Даже Марк Слоним, по своему обыкновению не скупившийся на лестные эпитеты и похвалы в адрес Набокова: «„Посмотри на арлекинов!“ [перевод названия, предложенный Слонимом] — блистательный, остроумный, занимательный и, пожалуй, наиболее доступный из его романов», — нашел неудачными последние главы — «особенно описание паралича героя и его третьей и четвертой жен, играющих безмолвные роли водевильных статисток. Возможно, что к концу романа автор несколько устал от лицедейства и каламбуров, и его сверкающая живость потускнела» (Слоним М. Новый романа Набокова // Русская мысль. 1974. 21 ноября. С. 9).

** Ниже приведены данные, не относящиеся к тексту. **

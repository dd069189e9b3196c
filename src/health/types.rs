//! Health check types

use std::collections::BTreeMap;

use serde::{Deserialize, Serialize};

/// Overall service status
#[derive(Debug, Clone, Copy, PartialEq, Eq, Serialize, Deserialize)]
#[serde(rename_all = "lowercase")]
pub enum HealthStatus {
    Healthy,
    Unhealthy,
}

/// Reachability of one dependency
#[derive(Debug, Clone, Copy, PartialEq, Eq, Serialize, Deserialize)]
#[serde(rename_all = "lowercase")]
pub enum DependencyStatus {
    Connected,
    Disconnected,
}

impl From<bool> for DependencyStatus {
    fn from(up: bool) -> Self {
        if up {
            Self::Connected
        } else {
            Self::Disconnected
        }
    }
}

/// Point-in-time health of the service
///
/// Dependencies serialize as top-level keys next to `status` and `app`,
/// e.g. `{"status":"healthy","app":"upcache-server","redis":"connected"}`.
#[derive(Debug, Clone, PartialEq, Eq, Serialize, Deserialize)]
pub struct HealthSnapshot {
    pub status: HealthStatus,
    pub app: String,
    #[serde(flatten)]
    pub dependencies: BTreeMap<String, DependencyStatus>,
}

impl HealthSnapshot {
    pub fn is_healthy(&self) -> bool {
        self.status == HealthStatus::Healthy
    }
}

#[cfg(test)]
mod tests {
    use super::*;

    #[test]
    fn test_snapshot_flattens_dependencies() {
        let mut dependencies = BTreeMap::new();
        dependencies.insert("redis".to_string(), DependencyStatus::Connected);
        dependencies.insert("gemini".to_string(), DependencyStatus::Disconnected);

        let snapshot = HealthSnapshot {
            status: HealthStatus::Unhealthy,
            app: "upcache-server".to_string(),
            dependencies,
        };

        let json = serde_json::to_value(&snapshot).unwrap();
        assert_eq!(
            json,
            serde_json::json!({
                "status": "unhealthy",
                "app": "upcache-server",
                "redis": "connected",
                "gemini": "disconnected"
            })
        );
    }

    #[test]
    fn test_liveness_snapshot_has_only_status_and_app() {
        let snapshot = HealthSnapshot {
            status: HealthStatus::Healthy,
            app: "upcache-server".to_string(),
            dependencies: BTreeMap::new(),
        };

        let json = serde_json::to_value(&snapshot).unwrap();
        assert_eq!(json.as_object().unwrap().len(), 2);
        assert!(snapshot.is_healthy());
    }
}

Между тем хор набоковских недоброжелателей звучал куда более громко и слаженно. Набокову вменялось в вину, что «в этой книге он больше, чем когда бы то ни было, пишет для себя и своих стойких поклонников». Этот упрек высказал, в частности, Кеннет Черри, с точки зрения которого «„Смотри на арлекинов!“ — не очень хороший, хотя в своем роде и замечательный, роман: он слишком явно демонстрирует тот упадок, который впервые стал ощутимым с публикацией „Ады“» (Cherry К. Nabokov's Kingdom by the Sea // Sewanee Review. 1975. Fall. P. 715). «С выходом мастодонтоподобной „Ады“, — утверждал критик, — сконструированный Набоковым мир становился все более закрученным, все более зависящим от того, что уже было показано прежде, все меньше рассчитанным на живой отклик» (Ibid. P. 714).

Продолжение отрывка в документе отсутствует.